Basically rehashes the argument that the initial dose produces a huge amount of carbonic acid, which accounts for the "missing" dkh, and as the pH rises over the course of the day, turns back into bicarbonate
which, of course, is not accurate chemistry by any stretch.
Add bicarbonate, all the alk is there instantly.
Some dissociates into H+ and carbonate, which is an alk neutral process. That is the pH lowering effect.
HCO3- --> H+ + CO3--
(HCO3- is 1 alk; H+ is -1 alk, carbonate is +2 alk; overall change is zero alk)
Some of that H+ combines with more bicarbonate to produce carbonic acid in an alk neutral process.
H+ + HCO3- --> H2CO3
(H+ is -1 alk, HCO3- is +1 alk; carbonic acid is zero alk; overall change is zero alk)
Result is increased carbonic acid, increased bicarbonate and increased carbonate. Alk is identical to that immediately after dosing.
System may have excess CO2 now and may blow it off, raising pH and leaving alk unchanged.
H2CO3 --> CO2 (blows off) + H2O
(no alk from any of these)
Photosynthesis is an alk neutral process that consumes CO2/carbonic acid. It cannot increase alk, but it does increase pH by consuming CO2:
6CO2 + 6H2O → C6H12O6 + 6O2
(no alk from any of these, but CO2 is removed)
The CO2 removal raises pH by removing carbonic acid/CO2.
H2CO3 --> CO2 (consumed by photosynthesis) + H2O
There is thus less H2CO3 (carbonic acid) and the equilibrium below shifts to the side consumed (by le Chatliers Principle) in an alk neutral process
H2CO3 <--> H+ + HCO3-
(carbonic acid no alk; H+ -1 alk + HCO3- +1 alk; overall zero alk change)
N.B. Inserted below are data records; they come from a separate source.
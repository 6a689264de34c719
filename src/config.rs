//! Configuration management for alertmail
//!
//! This module defines the main `Config` struct, responsible for holding all
//! application settings. It uses the `figment` crate to layer built-in
//! defaults, an optional TOML file, `ALERTMAIL_` environment variables and
//! command-line overrides, in that order.

use crate::cli::Cli;
use anyhow::Result;
use figment::{
    providers::{Env, Format, Serialized, Toml},
    Figment,
};
use serde::{Deserialize, Serialize};
use std::path::PathBuf;

/// Environment prefix for configuration overrides, e.g. `ALERTMAIL_LOG_LEVEL=debug`.
pub const CONFIG_ENV_PREFIX: &str = "ALERTMAIL_";

/// The main configuration struct for the application.
#[derive(Debug, Deserialize, Serialize, Clone, PartialEq)]
pub struct Config {
    /// The logging level used when `RUST_LOG` is not set.
    pub log_level: String,
    /// Directory searched for per-type templates before the builtin ones.
    pub template_dir: Option<PathBuf>,
    /// Template file extension; files are named `<type>.<extension>`.
    pub template_extension: String,
    /// Prefix of the monitoring daemon's environment variables.
    pub env_prefix: String,
    /// Variable holding the default recipient.
    pub contact_variable: String,
    /// Configuration for the `--updates` check.
    pub update_check: UpdateCheckConfig,
}

/// Configuration for the release check.
#[derive(Debug, Deserialize, Serialize, Clone, PartialEq)]
pub struct UpdateCheckConfig {
    /// Base URL of the crate registry.
    pub registry_url: String,
    /// Request timeout in seconds.
    pub timeout_seconds: u64,
}

impl Config {
    /// Loads the application configuration.
    ///
    /// The file named by `--config` is optional; when given it must parse.
    pub fn load(cli: &Cli) -> Result<Self> {
        let mut figment = Figment::new().merge(Serialized::defaults(Config::default()));
        if let Some(path) = &cli.config {
            // figment silently skips missing files
            if !path.is_file() {
                anyhow::bail!("configuration file not found: {}", path.display());
            }
            figment = figment.merge(Toml::file(path));
        }
        let config: Config = figment
            // Nested keys use a double underscore, e.g. ALERTMAIL_UPDATE_CHECK__TIMEOUT_SECONDS=5
            .merge(Env::prefixed(CONFIG_ENV_PREFIX).split("__"))
            .merge(cli.clone())
            .extract()?;
        Ok(config)
    }
}

impl Default for Config {
    fn default() -> Self {
        Self {
            log_level: "warn".to_string(),
            template_dir: None,
            template_extension: "html.hbs".to_string(),
            env_prefix: "NAGIOS_".to_string(),
            contact_variable: "NAGIOS_CONTACTEMAIL".to_string(),
            update_check: UpdateCheckConfig {
                registry_url: "https://crates.io".to_string(),
                timeout_seconds: 10,
            },
        }
    }
}
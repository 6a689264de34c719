use alertmail::config::UpdateCheckConfig;
use alertmail::core::PackageInfo;
use alertmail::updates::{check, UpdateStatus};
use assert_cmd::prelude::*;
use predicates::prelude::*;
use std::process::Command;

const CRATE_PATH: &str = "/api/v1/crates/alertmail";

fn registry_config(server: &mockito::Server) -> UpdateCheckConfig {
    UpdateCheckConfig {
        registry_url: server.url(),
        timeout_seconds: 5,
    }
}

fn crate_body(stable: &str, max: &str) -> String {
    serde_json::json!({
        "crate": { "max_stable_version": stable, "max_version": max }
    })
    .to_string()
}

#[test]
fn test_up_to_date() {
    let mut server = mockito::Server::new();
    let mock = server
        .mock("GET", CRATE_PATH)
        .with_status(200)
        .with_header("content-type", "application/json")
        .with_body(crate_body(env!("CARGO_PKG_VERSION"), "99.0.0-beta.1"))
        .create();

    let status = check(&registry_config(&server), &PackageInfo::current()).unwrap();

    mock.assert();
    assert!(matches!(status, UpdateStatus::UpToDate { .. }));
    assert_eq!(status.exit_code(), 0);
}

#[test]
fn test_outdated() {
    let mut server = mockito::Server::new();
    let _mock = server
        .mock("GET", CRATE_PATH)
        .match_header("user-agent", format!("alertmail/{}", env!("CARGO_PKG_VERSION")).as_str())
        .with_status(200)
        .with_body(crate_body("99.0.0", "99.0.0"))
        .create();

    let status = check(&registry_config(&server), &PackageInfo::current()).unwrap();

    assert_eq!(status.exit_code(), 1);
    assert!(status.to_string().contains("latest: 99.0.0"));
}

#[test]
fn test_registry_error_is_reported() {
    let mut server = mockito::Server::new();
    let _mock = server.mock("GET", CRATE_PATH).with_status(404).create();

    assert!(check(&registry_config(&server), &PackageInfo::current()).is_err());
}

#[test]
fn test_updates_flag_exits_with_check_status() {
    let mut server = mockito::Server::new();
    let _mock = server
        .mock("GET", CRATE_PATH)
        .with_status(200)
        .with_body(crate_body("99.0.0", "99.0.0"))
        .create();

    // No recipient is configured; the check short-circuits everything else.
    Command::cargo_bin("alertmail")
        .unwrap()
        .env_clear()
        .env("ALERTMAIL_UPDATE_CHECK__REGISTRY_URL", server.url())
        .arg("-u")
        .assert()
        .code(1)
        .stdout(predicate::str::contains("is out of date (latest: 99.0.0)"));
}

#[test]
fn test_updates_flag_with_unreachable_registry() {
    let mut server = mockito::Server::new();
    let _mock = server.mock("GET", CRATE_PATH).with_status(500).create();

    Command::cargo_bin("alertmail")
        .unwrap()
        .env_clear()
        .env("ALERTMAIL_UPDATE_CHECK__REGISTRY_URL", server.url())
        .arg("--updates")
        .assert()
        .code(2)
        .stdout(predicate::str::is_empty())
        .stderr(predicate::str::contains("Update check failed"));
}
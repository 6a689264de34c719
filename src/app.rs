//! Top-level orchestration: environment, classification, subject, body, output.

use crate::{
    cli::Cli,
    config::Config,
    core::{AlertType, NotificationContext},
    environment,
    formatting::{render_message, HandlebarsEngine},
    outputs::Email,
    subject::default_subject,
};
use std::io::Write;
use thiserror::Error;
use tracing::{debug, info};

/// Errors that stop a notification from being emitted.
#[derive(Debug, Error)]
pub enum AppError {
    #[error("no recipient address: pass --address or set {0}")]
    MissingRecipient(String),
    #[error("failed to write message: {0}")]
    Io(#[from] std::io::Error),
}

/// Resolves the recipient from the flag, then the contact variable.
///
/// Empty values count as unset.
fn recipient(cli: &Cli, config: &Config, vars: &[(String, String)]) -> Option<String> {
    cli.address
        .iter()
        .chain(
            vars.iter()
                .filter(|(name, _)| *name == config.contact_variable)
                .map(|(_, value)| value),
        )
        .find(|addr| !addr.is_empty())
        .cloned()
}

/// Builds the email for the given process environment.
pub fn build_email(cli: &Cli, config: &Config, vars: &[(String, String)]) -> Result<Email, AppError> {
    let to = recipient(cli, config, vars)
        .ok_or_else(|| AppError::MissingRecipient(config.contact_variable.clone()))?;

    let env = environment::snapshot(
        vars.iter().map(|(k, v)| (k.as_str(), v.as_str())),
        &config.env_prefix,
    );
    let kind = AlertType::classify(&env);
    debug!(%kind, keys = env.len(), "Classified notification");

    let subject = match &cli.subject {
        Some(subject) => subject.clone(),
        None => default_subject(kind, &env),
    };

    let ctx = NotificationContext::new(cli.args.clone(), env);
    let body = render_message(
        &HandlebarsEngine::new(),
        config.template_dir.as_deref(),
        &config.template_extension,
        kind,
        &ctx,
    );

    Ok(Email { to, subject, body })
}

/// Formats the notification and writes it to `out`.
pub fn run<W: Write>(
    cli: &Cli,
    config: &Config,
    vars: &[(String, String)],
    out: &mut W,
) -> Result<(), AppError> {
    let email = build_email(cli, config, vars)?;
    info!(to = %email.to, subject = %email.subject, "Emitting notification");
    email.write_to(out)?;
    Ok(())
}
//! Library crate for pitch-club-back, exposing modules for binaries and integration tests.

pub mod config;
pub mod dao;
mod dto;
mod error;
pub mod routes;
pub mod services;
pub mod state;
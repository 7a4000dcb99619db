use serde::Serialize;
use tracing::{debug, warn};

use crate::{
    dao::models::ChangeEvent,
    dto::{
        fixture::{MatchSummary, PredictionSummary},
        leaderboard::LeaderboardResponse,
        santa::DrawStatus,
        sse::{
            DrawReplacedEvent, LeaderboardUpdatedEvent, MatchUpdatedEvent,
            PredictionUpsertedEvent, ServerEvent, SystemStatus,
        },
    },
    state::{
        SharedState, SseHub,
        draw::Draw,
        fixtures::{Match, Prediction},
        scoring::Standing,
    },
};

const EVENT_SYSTEM_STATUS: &str = "system.status";
const EVENT_MATCH_UPDATED: &str = "match.updated";
const EVENT_PREDICTION_UPSERTED: &str = "prediction.upserted";
const EVENT_DRAW_REPLACED: &str = "draw.replaced";
const EVENT_LEADERBOARD_UPDATED: &str = "leaderboard.updated";

/// Broadcast a degraded mode transition.
pub fn broadcast_system_status(hub: &SseHub, degraded: bool) {
    send_event(hub, EVENT_SYSTEM_STATUS, &SystemStatus { degraded });
}

/// Relay a store change to public subscribers.
///
/// Draw changes only announce the draw status; pairings stay private.
pub fn broadcast_change(state: &SharedState, event: &ChangeEvent) {
    let hub = state.public_sse();
    match event {
        ChangeEvent::MatchUpdated { new, .. } => {
            let summary = MatchSummary::from(&Match::from(new.clone()));
            send_event(hub, EVENT_MATCH_UPDATED, &MatchUpdatedEvent(summary));
        }
        ChangeEvent::PredictionUpserted { new, .. } => {
            let summary = PredictionSummary::from(&Prediction::from(new.clone()));
            send_event(
                hub,
                EVENT_PREDICTION_UPSERTED,
                &PredictionUpsertedEvent(summary),
            );
        }
        ChangeEvent::DrawReplaced { new, .. } => {
            let draw = new.clone().map(Draw::from);
            let status = DrawStatus::from(draw.as_ref());
            send_event(hub, EVENT_DRAW_REPLACED, &DrawReplacedEvent(status));
        }
    }
}

/// Broadcast freshly computed standings.
pub fn broadcast_leaderboard(state: &SharedState, standings: &[Standing]) {
    let response = LeaderboardResponse::new(standings, state.roster(), false);
    let payload = LeaderboardUpdatedEvent {
        standings: response.standings,
    };
    send_event(state.public_sse(), EVENT_LEADERBOARD_UPDATED, &payload);
}

fn send_event(hub: &SseHub, event: &str, payload: &impl Serialize) {
    match ServerEvent::json(Some(event.to_string()), payload) {
        Ok(message) => {
            let delivered = hub.broadcast(message);
            debug!(event, delivered, "public SSE event sent");
        }
        Err(err) => warn!(event, error = %err, "failed to serialize public SSE payload"),
    }
}
//! Application-level configuration loading: roster, fixture list and commissioner secret.

use std::{env, fs, io::ErrorKind, path::PathBuf};

use serde::Deserialize;
use tracing::{info, warn};

use crate::{
    dao::models::MatchEntity,
    state::roster::{Participant, Roster},
};

/// Default location on disk where the server looks for the JSON configuration.
const DEFAULT_CONFIG_PATH: &str = "config/app.json";
/// Environment variable that overrides [`DEFAULT_CONFIG_PATH`].
const CONFIG_PATH_ENV: &str = "PITCH_CLUB_CONFIG_PATH";
/// Environment variable that overrides the configured commissioner secret.
const COMMISSIONER_SECRET_ENV: &str = "PITCH_CLUB_COMMISSIONER_SECRET";

#[derive(Debug, Clone)]
/// Immutable runtime configuration shared across the application.
pub struct AppConfig {
    roster: Roster,
    fixtures: Vec<MatchEntity>,
    commissioner_secret: Option<String>,
}

impl AppConfig {
    /// Load the configuration from disk, falling back to the built-in roster.
    ///
    /// The commissioner secret from the environment wins over the file.
    pub fn load() -> Self {
        let path = resolve_config_path();
        let config = match fs::read_to_string(&path) {
            Ok(contents) => match serde_json::from_str::<RawConfig>(&contents) {
                Ok(raw) => {
                    let app_config: Self = raw.into();
                    info!(
                        path = %path.display(),
                        participants = app_config.roster.len(),
                        fixtures = app_config.fixtures.len(),
                        "loaded roster and fixtures from config"
                    );
                    app_config
                }
                Err(err) => {
                    warn!(
                        path = %path.display(),
                        error = %err,
                        "failed to parse config; falling back to defaults"
                    );
                    Self::default()
                }
            },
            Err(err) if err.kind() == ErrorKind::NotFound => {
                info!(
                    path = %path.display(),
                    "config file not found; using built-in defaults"
                );
                Self::default()
            }
            Err(err) => {
                warn!(
                    path = %path.display(),
                    error = %err,
                    "failed to read config; falling back to defaults"
                );
                Self::default()
            }
        };

        match env::var(COMMISSIONER_SECRET_ENV) {
            Ok(secret) if !secret.is_empty() => config.with_commissioner_secret(Some(secret)),
            _ => {
                if config.commissioner_secret.is_none() {
                    warn!("no commissioner secret configured; admin endpoints will reject every call");
                }
                config
            }
        }
    }

    /// Replace the commissioner secret.
    pub fn with_commissioner_secret(mut self, secret: Option<String>) -> Self {
        self.commissioner_secret = secret.filter(|value| !value.is_empty());
        self
    }

    /// Replace the fixture list.
    pub fn with_fixtures(mut self, fixtures: Vec<MatchEntity>) -> Self {
        self.fixtures = fixtures;
        self
    }

    /// Participants in configured order.
    pub fn roster(&self) -> &Roster {
        &self.roster
    }

    /// Fixtures seeded into a freshly installed store.
    pub fn fixtures(&self) -> &[MatchEntity] {
        &self.fixtures
    }

    /// Secret expected in the `X-Admin-Token` header.
    pub fn commissioner_secret(&self) -> Option<&str> {
        self.commissioner_secret.as_deref()
    }
}

impl Default for AppConfig {
    fn default() -> Self {
        Self {
            roster: default_roster(),
            fixtures: Vec::new(),
            commissioner_secret: None,
        }
    }
}

#[derive(Debug, Deserialize)]
/// JSON representation of the configuration file located at [`DEFAULT_CONFIG_PATH`].
struct RawConfig {
    roster: Vec<RawParticipant>,
    #[serde(default)]
    fixtures: Vec<RawFixture>,
    #[serde(default)]
    commissioner_secret: Option<String>,
}

impl From<RawConfig> for AppConfig {
    fn from(value: RawConfig) -> Self {
        Self {
            roster: Roster::new(value.roster.into_iter().map(Into::into)),
            fixtures: value.fixtures.into_iter().map(Into::into).collect(),
            commissioner_secret: value.commissioner_secret.filter(|s| !s.is_empty()),
        }
    }
}

#[derive(Debug, Deserialize)]
struct RawParticipant {
    id: String,
    name: String,
    avatar: String,
    code: String,
}

impl From<RawParticipant> for Participant {
    fn from(value: RawParticipant) -> Self {
        Participant::new(value.id, value.name, value.avatar, &value.code)
    }
}

#[derive(Debug, Deserialize)]
struct RawFixture {
    id: u32,
    home: String,
    away: String,
    date: String,
    time: String,
    stadium: String,
}

impl From<RawFixture> for MatchEntity {
    fn from(value: RawFixture) -> Self {
        MatchEntity::upcoming(
            value.id,
            value.home,
            value.away,
            value.date,
            value.time,
            value.stadium,
        )
    }
}

/// Resolve the configuration path taking the environment override into account.
fn resolve_config_path() -> PathBuf {
    env::var_os(CONFIG_PATH_ENV)
        .map(PathBuf::from)
        .filter(|path| !path.as_os_str().is_empty())
        .unwrap_or_else(|| PathBuf::from(DEFAULT_CONFIG_PATH))
}

/// Built-in roster shipped with the binary.
fn default_roster() -> Roster {
    Roster::new([
        Participant::new("p1", "Özmerç", "😼", "1hj8"),
        Participant::new("p2", "Eren", "🤡", "qw89"),
        Participant::new("p3", "Melih", "🥴", "rt74"),
        Participant::new("p4", "Kaan", "😏", "y674"),
        Participant::new("p5", "Memih", "🤠", "as56"),
        Participant::new("p6", "Aziz Cem", "🫠", "jh67"),
    ])
}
That last sentence in the quote, about turning carbonic acid into bicarbonate, seems to be their misunderstanding of alkalinity (at least as recounted here. Yes, photosynthesis does that conversion. No, it does not (cannot) raise alkalinity because that conversion also produces H+ (a negative alkalinity contributor).